III. Die Kostenentscheidung ist vorläufig vollstreckbar. Der Kläger kann die Vollstreckung durch Sicherheitsleistung oder Hinterlegung in Höhe des vollstreckbaren Betrages abwenden, wenn nicht de Beklagte vorher Sicherheit in gleicher Höhe leistet.

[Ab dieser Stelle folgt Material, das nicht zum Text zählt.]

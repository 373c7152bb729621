//! Unified error handling for `ai-llm-service`.
//!
//! This module exposes a single top-level error type [`AiLlmError`] for the whole
//! library, and groups domain-specific errors in nested enums ([`ConfigError`],
//! [`HealthError`], [`ProviderError`]). Small helpers for reading/validating
//! environment variables return the unified [`Result<T>`] alias.
//!
//! All messages carry the `[AI LLM Service]` prefix to simplify attribution in logs.

use std::{fmt, str::FromStr, time::Duration};

use reqwest::StatusCode;
use thiserror::Error;

use crate::config::llm_provider::LlmProvider;

/* ------------------------------------------------------------------------- */
/* Public result alias                                                       */
/* ------------------------------------------------------------------------- */

/// Unified result alias for the entire crate.
pub type Result<T> = std::result::Result<T, AiLlmError>;

/// Maximum number of characters kept from an upstream error body.
pub const SNIPPET_MAX_CHARS: usize = 240;

/// User-facing message for exhausted rate-limit retries.
pub const RATE_LIMIT_MESSAGE: &str = "Rate limit exceeded. Please wait a moment and try again.";

/// User-facing message for rejected credentials.
pub const FORBIDDEN_MESSAGE: &str = "Invalid API key or insufficient permissions.";

/// User-facing message for an exhausted provider quota.
pub const QUOTA_MESSAGE: &str = "API quota exceeded. Please check your Gemini API usage.";

/* ------------------------------------------------------------------------- */
/* Top-level error                                                           */
/* ------------------------------------------------------------------------- */

/// Top-level error for the `ai-llm-service` crate.
#[non_exhaustive]
#[derive(Debug, Error)]
pub enum AiLlmError {
    /// Configuration/validation errors (startup/readiness).
    #[error(transparent)]
    Config(#[from] ConfigError),

    /// Health-check/connectivity/decoding errors.
    #[error(transparent)]
    Health(#[from] HealthError),

    /// A provider call failed with a classified reason.
    #[error(transparent)]
    Provider(#[from] ProviderError),

    /// Underlying HTTP transport error (e.g., `reqwest::Error`).
    #[error("[AI LLM Service] transport error: {0}")]
    HttpTransport(#[from] reqwest::Error),

    /// Operation exceeded the configured timeout.
    #[error("[AI LLM Service] operation timed out after {0:?}")]
    Timeout(Duration),
}

impl AiLlmError {
    /// Returns the provider error kind, if this is a provider failure.
    pub fn provider_kind(&self) -> Option<&ProviderErrorKind> {
        match self {
            AiLlmError::Provider(p) => Some(&p.kind),
            _ => None,
        }
    }

    /// Whether the cloud retry policy may try again after this error.
    ///
    /// Rate limiting, timeouts and empty model responses are transient;
    /// permission errors and everything else are final.
    pub fn is_retryable(&self) -> bool {
        match self {
            AiLlmError::Timeout(_) => true,
            AiLlmError::HttpTransport(e) => e.is_timeout(),
            AiLlmError::Provider(p) => matches!(
                p.kind,
                ProviderErrorKind::RateLimited { .. }
                    | ProviderErrorKind::Timeout
                    | ProviderErrorKind::EmptyResponse
            ),
            _ => false,
        }
    }

    pub fn is_rate_limited(&self) -> bool {
        matches!(
            self.provider_kind(),
            Some(ProviderErrorKind::RateLimited { .. })
        )
    }

    pub fn is_forbidden(&self) -> bool {
        matches!(self.provider_kind(), Some(ProviderErrorKind::Forbidden))
    }

    /// Short message suitable for end users of a chat surface.
    pub fn user_message(&self) -> String {
        match self.provider_kind() {
            Some(ProviderErrorKind::RateLimited { .. }) => RATE_LIMIT_MESSAGE.to_string(),
            Some(ProviderErrorKind::Forbidden) => FORBIDDEN_MESSAGE.to_string(),
            Some(ProviderErrorKind::Timeout) => "Request timeout - please try again".to_string(),
            Some(ProviderErrorKind::EmptyResponse) => {
                "The model returned an empty response. Please try again.".to_string()
            }
            Some(ProviderErrorKind::HttpStatus(http))
                if http.snippet.to_lowercase().contains("quota") =>
            {
                QUOTA_MESSAGE.to_string()
            }
            _ => self.to_string(),
        }
    }
}

/* ------------------------------------------------------------------------- */
/* Provider errors                                                           */
/* ------------------------------------------------------------------------- */

/// HTTP failure details shared by provider and health errors.
#[derive(Debug, Clone)]
pub struct HttpError {
    /// Numeric HTTP status code.
    pub status: StatusCode,
    /// Request URL.
    pub url: String,
    /// Short snippet of the response body (trimmed).
    pub snippet: String,
}

impl fmt::Display for HttpError {
    fn fmt(&self, f: &mut fmt::Formatter<'_>) -> fmt::Result {
        write!(f, "HTTP {} from {}: {}", self.status, self.url, self.snippet)
    }
}

/// Classified failure of a single provider call.
#[derive(Debug, Error)]
#[error("[AI LLM Service] {provider}: {kind}")]
pub struct ProviderError {
    pub provider: LlmProvider,
    pub kind: ProviderErrorKind,
}

impl ProviderError {
    pub fn new(provider: LlmProvider, kind: ProviderErrorKind) -> Self {
        Self { provider, kind }
    }
}

#[non_exhaustive]
#[derive(Debug, Error)]
pub enum ProviderErrorKind {
    /// The config targets a different provider than the service.
    #[error("invalid provider for this service")]
    InvalidProvider,

    /// Provider requires an API key and none was configured.
    #[error("missing API key")]
    MissingApiKey,

    /// Endpoint is empty or does not use http/https.
    #[error("invalid endpoint: {0}")]
    InvalidEndpoint(String),

    /// HTTP 429.
    #[error("rate limited (retry after {retry_after_secs:?}s)")]
    RateLimited { retry_after_secs: Option<u64> },

    /// HTTP 403.
    #[error("forbidden: invalid API key or insufficient permissions")]
    Forbidden,

    /// Per-request timeout elapsed.
    #[error("request timed out")]
    Timeout,

    /// A 2xx response without any generated text.
    #[error("empty response: no candidate with text")]
    EmptyResponse,

    /// Any other non-success status, body attached.
    #[error("{0}")]
    HttpStatus(HttpError),

    /// Response JSON did not match the expected shape.
    #[error("decode error: {0}")]
    Decode(String),
}

/// Maps a non-success HTTP status to a [`ProviderError`].
///
/// 429 and 403 get their own kinds so the retry policy can tell them apart;
/// everything else keeps the body snippet for diagnostics.
pub fn classify_status(
    provider: LlmProvider,
    status: StatusCode,
    url: &str,
    body: &str,
    retry_after_secs: Option<u64>,
) -> ProviderError {
    let kind = match status {
        StatusCode::TOO_MANY_REQUESTS => ProviderErrorKind::RateLimited { retry_after_secs },
        StatusCode::FORBIDDEN => ProviderErrorKind::Forbidden,
        _ => ProviderErrorKind::HttpStatus(HttpError {
            status,
            url: url.to_string(),
            snippet: make_snippet(body),
        }),
    };
    ProviderError::new(provider, kind)
}

/// Converts a transport error into the timeout kind when applicable.
pub fn transport_error(provider: LlmProvider, err: reqwest::Error) -> AiLlmError {
    if err.is_timeout() {
        ProviderError::new(provider, ProviderErrorKind::Timeout).into()
    } else {
        AiLlmError::HttpTransport(err)
    }
}

/// Trims and shortens an upstream body for logs and error messages.
pub fn make_snippet(text: &str) -> String {
    let trimmed = text.trim();
    if trimmed.chars().count() <= SNIPPET_MAX_CHARS {
        return trimmed.to_string();
    }
    let mut out: String = trimmed.chars().take(SNIPPET_MAX_CHARS).collect();
    out.push('…');
    out
}

/* ------------------------------------------------------------------------- */
/* Config errors                                                             */
/* ------------------------------------------------------------------------- */

/// Error enum for environment/config-driven setup.
#[non_exhaustive]
#[derive(Debug, Error)]
pub enum ConfigError {
    /// Required environment variable is missing or empty.
    #[error("[AI LLM Service] missing required environment variable: {0}")]
    MissingVar(&'static str),

    /// A number failed to parse (like ports, limits, timeouts).
    #[error("[AI LLM Service] invalid number in {var}: {reason}")]
    InvalidNumber {
        var: &'static str,
        reason: &'static str,
    },

    /// Unsupported provider name.
    #[error("[AI LLM Service] unsupported provider: {0}")]
    UnsupportedProvider(String),

    /// Value had the wrong format (e.g., invalid URL).
    #[error("[AI LLM Service] invalid format in {var}: {reason}")]
    InvalidFormat {
        var: &'static str,
        reason: &'static str,
    },

    /// A numeric field was outside of the allowed range.
    #[error("[AI LLM Service] {field} is out of range: {detail}")]
    OutOfRange {
        field: &'static str,
        detail: &'static str,
    },

    /// Model name was empty.
    #[error("[AI LLM Service] model name must not be empty")]
    EmptyModel,

    /// Backend is known but not configured in this process.
    #[error("[AI LLM Service] backend {0} is not configured")]
    BackendNotConfigured(LlmProvider),
}

/* ------------------------------------------------------------------------- */
/* Health errors                                                             */
/* ------------------------------------------------------------------------- */

/// Error enum for provider health checks.
#[non_exhaustive]
#[derive(Debug, Error)]
pub enum HealthError {
    /// The endpoint is empty or does not start with http/https.
    #[error("[AI LLM Service] invalid endpoint: {0}")]
    InvalidEndpoint(String),

    /// Upstream returned a non-successful HTTP status.
    #[error("[AI LLM Service] {0}")]
    HttpStatus(HttpError),

    /// Response payload could not be decoded as expected.
    #[error("[AI LLM Service] decode error: {0}")]
    Decode(String),
}

/* ------------------------------------------------------------------------- */
/* Env helpers (return unified `Result<T>`)                                  */
/* ------------------------------------------------------------------------- */

/// Fetches a required, non-empty environment variable.
///
/// # Errors
/// Returns [`ConfigError::MissingVar`] if the variable is absent or empty.
pub fn must_env(name: &'static str) -> Result<String> {
    match std::env::var(name) {
        Ok(v) if !v.trim().is_empty() => Ok(v),
        _ => Err(ConfigError::MissingVar(name).into()),
    }
}

/// Optional non-empty environment variable.
pub fn env_opt(name: &str) -> Option<String> {
    std::env::var(name)
        .ok()
        .map(|v| v.trim().to_string())
        .filter(|v| !v.is_empty())
}

/// Environment variable with a default for unset/empty values.
pub fn env_or(name: &str, default: &str) -> String {
    env_opt(name).unwrap_or_else(|| default.to_string())
}

/// Parses an optional `u32` from env (`Ok(None)` if unset/empty).
///
/// # Errors
/// Returns [`ConfigError::InvalidNumber`] if the variable is set but not a valid `u32`.
pub fn env_opt_u32(name: &'static str) -> Result<Option<u32>> {
    env_parse_opt(name, "expected u32")
}

/// Parses a numeric env var, falling back to `default` when unset.
///
/// # Errors
/// Returns [`ConfigError::InvalidNumber`] if the variable is set but does not parse.
pub fn env_parse_or<T: FromStr>(name: &'static str, default: T) -> Result<T> {
    Ok(env_parse_opt(name, "expected a number")?.unwrap_or(default))
}

fn env_parse_opt<T: FromStr>(name: &'static str, reason: &'static str) -> Result<Option<T>> {
    match env_opt(name) {
        Some(v) => v
            .parse::<T>()
            .map(Some)
            .map_err(|_| ConfigError::InvalidNumber { var: name, reason }.into()),
        None => Ok(None),
    }
}

/* ------------------------------------------------------------------------- */
/* Validation helpers                                                        */
/* ------------------------------------------------------------------------- */

/// Validates that an HTTP endpoint starts with `http://` or `https://`.
pub fn validate_http_endpoint(var: &'static str, value: &str) -> Result<()> {
    let v = value.trim();
    if v.starts_with("http://") || v.starts_with("https://") {
        Ok(())
    } else {
        Err(ConfigError::InvalidFormat {
            var,
            reason: "must start with http:// or https://",
        }
        .into())
    }
}

/// Validates that a floating-point value lies within an inclusive range.
pub fn validate_range_f32(field: &'static str, value: f32, min: f32, max: f32) -> Result<()> {
    if value.is_finite() && value >= min && value <= max {
        Ok(())
    } else {
        Err(ConfigError::OutOfRange {
            field,
            detail: "expected value in inclusive range",
        }
        .into())
    }
}

#[cfg(test)]
mod tests {
    use super::*;

    #[test]
    fn classify_maps_rate_limit_and_forbidden() {
        let e = classify_status(
            LlmProvider::Gemini,
            StatusCode::TOO_MANY_REQUESTS,
            "u",
            "slow down",
            Some(7),
        );
        assert!(matches!(
            e.kind,
            ProviderErrorKind::RateLimited {
                retry_after_secs: Some(7)
            }
        ));

        let e = classify_status(LlmProvider::Gemini, StatusCode::FORBIDDEN, "u", "", None);
        assert!(matches!(e.kind, ProviderErrorKind::Forbidden));
    }

    #[test]
    fn other_statuses_keep_body_snippet() {
        let body = "x".repeat(1000);
        let e = classify_status(
            LlmProvider::Gemini,
            StatusCode::BAD_REQUEST,
            "http://h/models",
            &body,
            None,
        );
        match e.kind {
            ProviderErrorKind::HttpStatus(http) => {
                assert_eq!(http.status, StatusCode::BAD_REQUEST);
                assert_eq!(http.snippet.chars().count(), SNIPPET_MAX_CHARS + 1);
            }
            other => panic!("unexpected kind: {other:?}"),
        }
    }

    #[test]
    fn retryable_kinds() {
        let rl: AiLlmError = ProviderError::new(
            LlmProvider::Gemini,
            ProviderErrorKind::RateLimited {
                retry_after_secs: None,
            },
        )
        .into();
        let empty: AiLlmError =
            ProviderError::new(LlmProvider::Gemini, ProviderErrorKind::EmptyResponse).into();
        let forbidden: AiLlmError =
            ProviderError::new(LlmProvider::Gemini, ProviderErrorKind::Forbidden).into();

        assert!(rl.is_retryable());
        assert!(empty.is_retryable());
        assert!(!forbidden.is_retryable());
        assert_eq!(rl.user_message(), RATE_LIMIT_MESSAGE);
        assert_eq!(forbidden.user_message(), FORBIDDEN_MESSAGE);

        let quota: AiLlmError = classify_status(
            LlmProvider::Gemini,
            StatusCode::BAD_REQUEST,
            "u",
            r#"{"error":{"message":"Quota exceeded for project"}}"#,
            None,
        )
        .into();
        assert_eq!(quota.user_message(), QUOTA_MESSAGE);
    }

    #[test]
    fn endpoint_validation() {
        assert!(validate_http_endpoint("X", "https://a").is_ok());
        assert!(validate_http_endpoint("X", "ftp://a").is_err());
    }
}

IV. Die Revision wird nicht zugelassen.

Tatbestand

1
Die Parteien streiten über die Höhe der Gebühren für die Vermessung des als „Anbau eines Wintergartens an ein Zweifamilienhaus“ in der D.-Straße 3 in M. (Fl.Nr. ... der Gemarkung P.) geplanten und mit Baugenehmigung vom 27. August 2012 genehmigten Bauvorhabens, das nach Realisierung des Bauvorhabens am 12. Februar 2015 abgemarkt und vermessen wurde.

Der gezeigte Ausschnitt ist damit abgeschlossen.